全心投入醣研究 不知人頭、LINE是什麼
諾貝爾委員會要來台灣訪問他,已是諾貝爾獎在望的象徵,「我請他們不要來,因為我這邊有很大的問題。」翁啟惠說。對於這個擦身而過的諾貝爾獎,雖然身邊的人都抱有期待,但翁啟惠很看得開,「我一直都沒有在想獎的事情⋯⋯那是身外之物。有人肯定,你會開心,但是一直想著獎,研究反而做不好。」
起初不清楚事情全貌,他不知貪污指控從何而來,國家公權力都盯上他了,心想自己可能真錯了;中研院院長有大大小小五個章,也許是幕僚蓋錯,「有簽名我會知道,但是蓋章⋯⋯我連章放在哪都不知道。」
除了研究,他不知道的事情還多著。偵訊時,檢察官問他女兒是不是人頭?翁啟惠沉默半晌沒作聲,轉頭看向律師葉建廷。「他問我:『人頭是什麼?』」葉建廷笑說。檢察官要通訊軟體LINE的紀錄,翁啟惠拿出黑莓機,問:「什麼是LINE?」
快三年過去,翁啟惠現在手上拿的是iPhone了,學會用LINE傳訊息,也剛學會用手機拍照。

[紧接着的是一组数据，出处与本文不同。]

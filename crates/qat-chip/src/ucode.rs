//! Microword format, ECC and the instruction subset the host synthesizes.
//!
//! ## Word layout
//!
//! ```text
//! 50      44 43      40 39        28 27      20 19      10 9        0
//! +---------+----------+------------+----------+----------+----------+
//! |   ECC   |    --    |   opcode   |  imm hi  | B operand| A operand|
//! +---------+----------+------------+----------+----------+----------+
//! ```
//!
//! The ECC field holds seven parity bits, each the parity of the payload
//! under one fixed mask. Every word written to the microstore carries
//! freshly computed ECC.
//!
//! ## Synthesized instructions
//!
//! | Opcode | Mnemonic | Effect |
//! |--------|----------|--------|
//! | `0xf44` | `immed_w1[r, imm16]` | `r[31:16] = imm16` |
//! | `0xf04` | `immed_w0[r, imm16]` | `r[15:0] = imm16` |
//! | `0xf00` | `nop` | |
//! | `0xe00` | `ctx_arb[kill]` | context disables itself |
//! | `0xa07` | `alu[--, --, b, a]` (A slot) | `ALU_OUT = a` |
//! | `0xa03` | `alu[--, --, b, b]` (B slot) | `ALU_OUT = b` |
//! | `0xfc0` | `alu[*l$index0++, --, b, r]` | store word, post-increment |
//! | `0xfd0` | `ld_field[*l$index0, mask, r]` | store byte lanes |
//!
//! Immediates carry their low byte in the source operand slot as a
//! no-destination address (`0x300 | byte`) and their high byte in bits
//! `[27:20]`.

use crate::regfile::{LM_INDEX0, NO_DEST_BASE};

// ── Word layout ──────────────────────────────────────────────────────────────

/// Payload bits of a microword.
pub const PAYLOAD_MASK: u64 = 0x0fff_ffff_ffff;
/// First ECC bit.
pub const ECC_SHIFT: u32 = 44;
/// ECC field.
pub const ECC_MASK: u64 = 0x7f << ECC_SHIFT;
/// Mask applied to words unpacked from firmware images.
pub const FILE_WORD_MASK: u64 = 0x0bff_ffff_ffff;
/// Bytes per packed microword in firmware images.
pub const PACKED_WORD_BYTES: usize = 6;
/// Sentinel for "no word".
pub const INVALID_WORD: u64 = u64::MAX;

const ECC_PARITY_MASKS: [u64; 7] = [
    0x0ff8_0000_7fff,
    0x01f8_01ff_801f,
    0x0e38_7e07_81e1,
    0x07cb_8e38_8e22,
    0x0af5_b2c9_3244,
    0x0f56_d552_5488,
    0x0daf_69a4_6910,
];

/// Recompute the ECC field of `word`.
#[must_use]
pub const fn set_ecc(word: u64) -> u64 {
    let payload = word & !ECC_MASK;
    let mut ecc = 0u64;
    let mut bit = 0;
    while bit < ECC_PARITY_MASKS.len() {
        let parity = ((payload & ECC_PARITY_MASKS[bit]).count_ones() & 1) as u64;
        ecc |= parity << bit;
        bit += 1;
    }
    payload | (ecc << ECC_SHIFT)
}

/// Whether the ECC field of `word` matches its payload.
#[must_use]
pub const fn ecc_ok(word: u64) -> bool {
    set_ecc(word) == word
}

/// Unpack one 6-byte little-endian microword from a firmware image.
#[must_use]
pub fn unpack_word(bytes: [u8; PACKED_WORD_BYTES]) -> u64 {
    let mut raw = [0u8; 8];
    raw[..PACKED_WORD_BYTES].copy_from_slice(&bytes);
    u64::from_le_bytes(raw) & FILE_WORD_MASK
}

// ── Opcodes ──────────────────────────────────────────────────────────────────

/// Opcode values of the synthesized subset.
pub mod op {
    /// `immed_w0`.
    pub const IMMED_W0: u16 = 0xf04;
    /// `immed_w1`.
    pub const IMMED_W1: u16 = 0xf44;
    /// `nop`.
    pub const NOP: u16 = 0xf00;
    /// `ctx_arb`.
    pub const CTX_ARB: u16 = 0xe00;
    /// ALU pass-through of the A operand.
    pub const ALU_READ_A: u16 = 0xa07;
    /// ALU pass-through of the B operand.
    pub const ALU_READ_B: u16 = 0xa03;
    /// Word store through LM index 0 with post-increment.
    pub const LM_STORE: u16 = 0xfc0;
    /// Byte-lane store through LM index 0.
    pub const LM_FIELD: u16 = 0xfd0;
}

const OPCODE_SHIFT: u32 = 28;
const IMM_HI_SHIFT: u32 = 20;
const B_SHIFT: u32 = 10;
const OPERAND_MASK: u64 = 0x3ff;

const fn opcode_bits(op: u16) -> u64 {
    (op as u64) << OPCODE_SHIFT
}

/// `nop`.
pub const NOP: u64 = 0x0f0_000c_0300;
/// `ctx_arb[kill]`.
pub const CTX_ARB_KILL: u64 = 0x0e0_0001_0000;

/// Opcode of `word`.
#[must_use]
pub const fn opcode(word: u64) -> u16 {
    ((word >> OPCODE_SHIFT) & 0xfff) as u16
}

// ── Builders ─────────────────────────────────────────────────────────────────

const fn immed(op: u16, dest: u16, bank_a: bool, half: u16) -> u64 {
    let src = (NO_DEST_BASE | (half & 0xff)) as u64;
    let hi = ((half >> 8) as u64) << IMM_HI_SHIFT;
    let dest = dest as u64 & OPERAND_MASK;
    if bank_a {
        opcode_bits(op) | hi | (src << B_SHIFT) | dest
    } else {
        opcode_bits(op) | hi | (dest << B_SHIFT) | src
    }
}

/// `immed_w0[dest, value & 0xffff]`.
///
/// `bank_a` places the destination in the A slot; every other class uses
/// the B slot.
#[must_use]
pub const fn immed_w0(dest: u16, bank_a: bool, value: u32) -> u64 {
    immed(op::IMMED_W0, dest, bank_a, (value & 0xffff) as u16)
}

/// `immed_w1[dest, value >> 16]`.
#[must_use]
pub const fn immed_w1(dest: u16, bank_a: bool, value: u32) -> u64 {
    immed(op::IMMED_W1, dest, bank_a, (value >> 16) as u16)
}

/// Replace the 16-bit immediate of a B-slot `immed_w*` word.
#[must_use]
pub const fn with_immediate(word: u64, half: u16) -> u64 {
    let cleared = word & !((0xff << IMM_HI_SHIFT) | 0xff);
    cleared | (((half >> 8) as u64) << IMM_HI_SHIFT) | (half & 0xff) as u64
}

/// ALU pass-through that latches register `addr` into `ALU_OUT`.
#[must_use]
pub const fn alu_read(addr: u16, bank_a: bool) -> u64 {
    let addr = addr as u64 & OPERAND_MASK;
    if bank_a {
        opcode_bits(op::ALU_READ_A) | addr
    } else {
        opcode_bits(op::ALU_READ_B) | (addr << B_SHIFT)
    }
}

/// `alu[*l$index0++, --, b, src]`.
#[must_use]
pub const fn lm_store(src_b: u16) -> u64 {
    opcode_bits(op::LM_STORE) | (0x66 << IMM_HI_SHIFT) | ((src_b as u64 & OPERAND_MASK) << B_SHIFT)
}

/// `ld_field[*l$index0, byte_mask, src]`.
#[must_use]
pub const fn lm_field(src_b: u16, byte_mask: u8) -> u64 {
    opcode_bits(op::LM_FIELD)
        | (((byte_mask & 0xf) as u64) << IMM_HI_SHIFT)
        | ((src_b as u64 & OPERAND_MASK) << B_SHIFT)
}

// ── Local-memory templates ───────────────────────────────────────────────────
// Scratch value register is relative GPR B0. Slots 0/1 take the value,
// slots 2/3 the byte address, slot 7 performs the store.

/// Scratch register used by the local-memory templates (relative B0).
pub const LM_SCRATCH_B: u16 = 0x000;

const fn lm_template(store: u64) -> [u64; 8] {
    [
        immed_w1(LM_SCRATCH_B, false, 0),
        immed_w0(LM_SCRATCH_B, false, 0),
        immed_w1(LM_INDEX0, false, 0),
        immed_w0(LM_INDEX0, false, 0),
        NOP,
        NOP,
        NOP,
        store,
    ]
}

/// Stores one full word and leaves the index on the next word.
pub const LM_TEMPLATE_4B: [u64; 8] = lm_template(lm_store(LM_SCRATCH_B));
/// Stores byte lane 0.
pub const LM_TEMPLATE_1B: [u64; 8] = lm_template(lm_field(LM_SCRATCH_B, 0x1));
/// Stores byte lanes 0-1.
pub const LM_TEMPLATE_2B: [u64; 8] = lm_template(lm_field(LM_SCRATCH_B, 0x3));
/// Stores byte lanes 0-2.
pub const LM_TEMPLATE_3B: [u64; 8] = lm_template(lm_field(LM_SCRATCH_B, 0x7));

/// Template for a run of `len` bytes, `1..=4`.
#[must_use]
pub fn lm_template_for(len: usize) -> Option<&'static [u64; 8]> {
    match len {
        1 => Some(&LM_TEMPLATE_1B),
        2 => Some(&LM_TEMPLATE_2B),
        3 => Some(&LM_TEMPLATE_3B),
        4 => Some(&LM_TEMPLATE_4B),
        _ => None,
    }
}

/// Instructions needed to write `len` bytes of local memory.
#[must_use]
pub const fn lm_program_len(len: usize) -> usize {
    let words = len / 4;
    let rem = len % 4;
    let mut n = 0;
    if words > 0 {
        n += 8 + (words - 1) * 3;
    }
    if rem > 0 {
        n += 8;
    }
    n
}

/// Append the program writing `bytes` at local-memory byte address `addr`.
///
/// Whole words use the 4-byte template once and three instructions per
/// following word; a trailing partial word gets its own template. No
/// terminating `ctx_arb[kill]` is appended.
pub fn push_lm_program(out: &mut Vec<u64>, addr: u16, bytes: &[u8]) {
    let whole = bytes.len() / 4 * 4;
    for (i, chunk) in bytes[..whole].chunks_exact(4).enumerate() {
        let value = u32::from_le_bytes([chunk[0], chunk[1], chunk[2], chunk[3]]);
        if i == 0 {
            let mut t = LM_TEMPLATE_4B;
            t[0] = with_immediate(t[0], (value >> 16) as u16);
            t[1] = with_immediate(t[1], (value & 0xffff) as u16);
            t[2] = with_immediate(t[2], 0);
            t[3] = with_immediate(t[3], addr);
            out.extend_from_slice(&t);
        } else {
            out.push(immed_w1(LM_SCRATCH_B, false, value));
            out.push(immed_w0(LM_SCRATCH_B, false, value));
            out.push(lm_store(LM_SCRATCH_B));
        }
    }

    let rest = &bytes[whole..];
    if let Some(template) = lm_template_for(rest.len()) {
        let mut lanes = [0u8; 4];
        lanes[..rest.len()].copy_from_slice(rest);
        let value = u32::from_le_bytes(lanes);
        #[allow(clippy::cast_possible_truncation)]
        let rest_addr = addr.wrapping_add(whole as u16);
        let mut t = *template;
        t[0] = with_immediate(t[0], (value >> 16) as u16);
        t[1] = with_immediate(t[1], (value & 0xffff) as u16);
        t[2] = with_immediate(t[2], 0);
        t[3] = with_immediate(t[3], rest_addr);
        out.extend_from_slice(&t);
    }
}

/// Program that zeroes every relative GPR of the executing context in
/// 8-context mode, then kills the context.
#[must_use]
pub fn clear_gpr_program() -> Vec<u64> {
    let mut prog = Vec::with_capacity(16 * 4 + 1);
    for rel in 0..16u16 {
        prog.push(immed_w1(rel, true, 0));
        prog.push(immed_w0(rel, true, 0));
        prog.push(immed_w1(rel, false, 0));
        prog.push(immed_w0(rel, false, 0));
    }
    prog.push(CTX_ARB_KILL);
    prog
}

// ── Decoding ─────────────────────────────────────────────────────────────────

/// Decoded form of a synthesized instruction.
#[derive(Debug, Clone, Copy, PartialEq, Eq)]
pub enum Insn {
    /// `immed_w0`: write the low half of `dest`.
    ImmedW0 {
        /// Destination operand address.
        dest: u16,
        /// Destination sits in the A slot.
        bank_a: bool,
        /// Immediate value.
        half: u16,
    },
    /// `immed_w1`: write the high half of `dest`.
    ImmedW1 {
        /// Destination operand address.
        dest: u16,
        /// Destination sits in the A slot.
        bank_a: bool,
        /// Immediate value.
        half: u16,
    },
    /// `nop`.
    Nop,
    /// `ctx_arb[kill]`.
    Kill,
    /// ALU pass-through into `ALU_OUT`.
    AluRead {
        /// Source operand address.
        src: u16,
        /// Source sits in the A slot.
        bank_a: bool,
    },
    /// Word store through LM index 0.
    LmStore {
        /// Source operand (B slot).
        src: u16,
    },
    /// Byte-lane store through LM index 0.
    LmField {
        /// Source operand (B slot).
        src: u16,
        /// Byte lanes written.
        byte_mask: u8,
    },
    /// Anything outside the synthesized subset.
    Other(u16),
}

/// Decode `word`, ignoring ECC.
#[must_use]
pub const fn decode(word: u64) -> Insn {
    let word = word & PAYLOAD_MASK;
    let a = (word & OPERAND_MASK) as u16;
    let b = ((word >> B_SHIFT) & OPERAND_MASK) as u16;
    let hi = ((word >> IMM_HI_SHIFT) & 0xff) as u16;
    match opcode(word) {
        op::IMMED_W0 | op::IMMED_W1 => {
            // The immediate byte always sits in a no-destination operand.
            let b_slot_dest = a & NO_DEST_BASE == NO_DEST_BASE;
            let (dest, src) = if b_slot_dest { (b, a) } else { (a, b) };
            let half = (hi << 8) | (src & 0xff);
            if opcode(word) == op::IMMED_W0 {
                Insn::ImmedW0 { dest, bank_a: !b_slot_dest, half }
            } else {
                Insn::ImmedW1 { dest, bank_a: !b_slot_dest, half }
            }
        }
        op::NOP => Insn::Nop,
        op::CTX_ARB => Insn::Kill,
        op::ALU_READ_A => Insn::AluRead { src: a, bank_a: true },
        op::ALU_READ_B => Insn::AluRead { src: b, bank_a: false },
        op::LM_STORE => Insn::LmStore { src: b },
        op::LM_FIELD => Insn::LmField { src: b, byte_mask: (hi & 0xf) as u8 },
        other => Insn::Other(other),
    }
}

#[cfg(test)]
mod tests {
    use super::*;
    use proptest::prelude::*;

    #[test]
    fn fixed_words_decode() {
        assert_eq!(decode(NOP), Insn::Nop);
        assert_eq!(decode(CTX_ARB_KILL), Insn::Kill);
        assert_eq!(decode(set_ecc(CTX_ARB_KILL)), Insn::Kill);
        assert_eq!(decode(0), Insn::Other(0));
    }

    #[test]
    fn immediates_decode_in_both_slots() {
        assert_eq!(
            decode(immed_w0(0x85, true, 0x1234_abcd)),
            Insn::ImmedW0 { dest: 0x85, bank_a: true, half: 0xabcd }
        );
        assert_eq!(
            decode(immed_w1(LM_INDEX0, false, 0x1234_abcd)),
            Insn::ImmedW1 { dest: LM_INDEX0, bank_a: false, half: 0x1234 }
        );
        let w = with_immediate(LM_TEMPLATE_4B[3], 0x0ff0);
        assert_eq!(decode(w), Insn::ImmedW0 { dest: LM_INDEX0, bank_a: false, half: 0x0ff0 });
    }

    #[test]
    fn alu_reads_and_stores_decode() {
        assert_eq!(alu_read(0x05, true), 0xa0_7000_0005);
        assert_eq!(alu_read(0x05, false), 0xa0_3000_1400);
        assert_eq!(decode(alu_read(0x182, false)), Insn::AluRead { src: 0x182, bank_a: false });
        assert_eq!(decode(LM_TEMPLATE_4B[7]), Insn::LmStore { src: LM_SCRATCH_B });
        assert_eq!(
            decode(LM_TEMPLATE_3B[7]),
            Insn::LmField { src: LM_SCRATCH_B, byte_mask: 0x7 }
        );
    }

    #[test]
    fn lm_program_length_matches_formula() {
        for len in [0usize, 1, 3, 4, 5, 8, 11, 64] {
            let mut prog = Vec::new();
            push_lm_program(&mut prog, 0, &vec![0xa5; len]);
            assert_eq!(prog.len(), lm_program_len(len), "len {len}");
        }
        assert_eq!(lm_program_len(4), 8);
        assert_eq!(lm_program_len(12), 14);
        assert_eq!(lm_program_len(6), 16);
    }

    #[test]
    fn clear_program_ends_in_kill() {
        let prog = clear_gpr_program();
        assert_eq!(prog.len(), 65);
        assert_eq!(prog.last(), Some(&CTX_ARB_KILL));
    }

    #[test]
    fn packed_words_are_masked() {
        let w = unpack_word([0xff; 6]);
        assert_eq!(w, FILE_WORD_MASK);
    }

    proptest! {
        #[test]
        fn ecc_is_idempotent(word in any::<u64>()) {
            let once = set_ecc(word);
            prop_assert_eq!(set_ecc(once), once);
            prop_assert!(ecc_ok(once));
        }

        #[test]
        fn single_bit_flip_changes_ecc(word in 0u64..=PAYLOAD_MASK, bit in 0u32..44) {
            let good = set_ecc(word);
            let flipped = set_ecc(word ^ (1 << bit));
            prop_assert_ne!(good & ECC_MASK, flipped & ECC_MASK);
        }
    }
}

案件剛爆發的那段時間,除了中研院和家裡兩點一線,他哪裡都不去。一般人對醣科學不了解,不過內線交易和貪污卻是誰都可以說上幾句、茶餘飯後的熱門話題,中研院院長沒有比這個時候更出名了。
住家、辦公室兩點一線,不想出門見人
東門傳統市場那些阿嬤都認識我,都在替我加油,但那些沒有替我加油的,可能在罵我也不一定。
我一直有信心,就是我絕對沒有、也不可能做這樣的事啊。
翁啟惠幾乎足不出戶。中研院前副院長朱敬一當時去探望他,發現翁啟惠頭髮長了也沒整理,就知道他連長年光顧的理髮店也不敢去。朱敬一後來去理髮店,請人到翁啟惠家中幫他整理頭髮。
「我出去每個人都認識我,東門傳統市場那些阿嬤都認識我。我太太比我還辛苦⋯⋯」他想像他人的眼光,「可能在罵我也不一定。」
這兩年,翁啟惠生活最大的改變就是開始上教堂。原本無信仰的科學家跟著太太劉映理上教會,也不時翻讀好友張念慈送他的金邊硬殼《聖經》,試著度過這一段難熬的日子。
原本害怕的情緒,等到明白檢察官調查起訴的方向後,翁啟惠心情倒有了很大轉變,「我就很平靜了。」
「一般人可能都承受不了,可是我一直有信心,就是我絕對沒有做這件事情。我不可能做這樣的事啊,那剩下的就是要去找證據。所以在那種心情下,我當然不會被打倒。」他說。
法庭內案情逐漸明朗 法庭外眾人卻定了他的罪
隨著一次次開庭,事情慢慢明朗:中研院院長沒有介入技轉的職權,他也從未干涉技轉,何來貪污之說?
法庭內釐清了案情,但法庭外已有不少人定了他的罪名。翁啟惠從報紙上看到,當年他力挺身陷世基案、差點被《貪污治罪條例》起訴的院士陳垣崇,公開說他:「沒有法律問題、有誠信問題。」找他回台灣的李遠哲,在起訴後,在鏡頭前也說他「應該做了一些不該做的事」。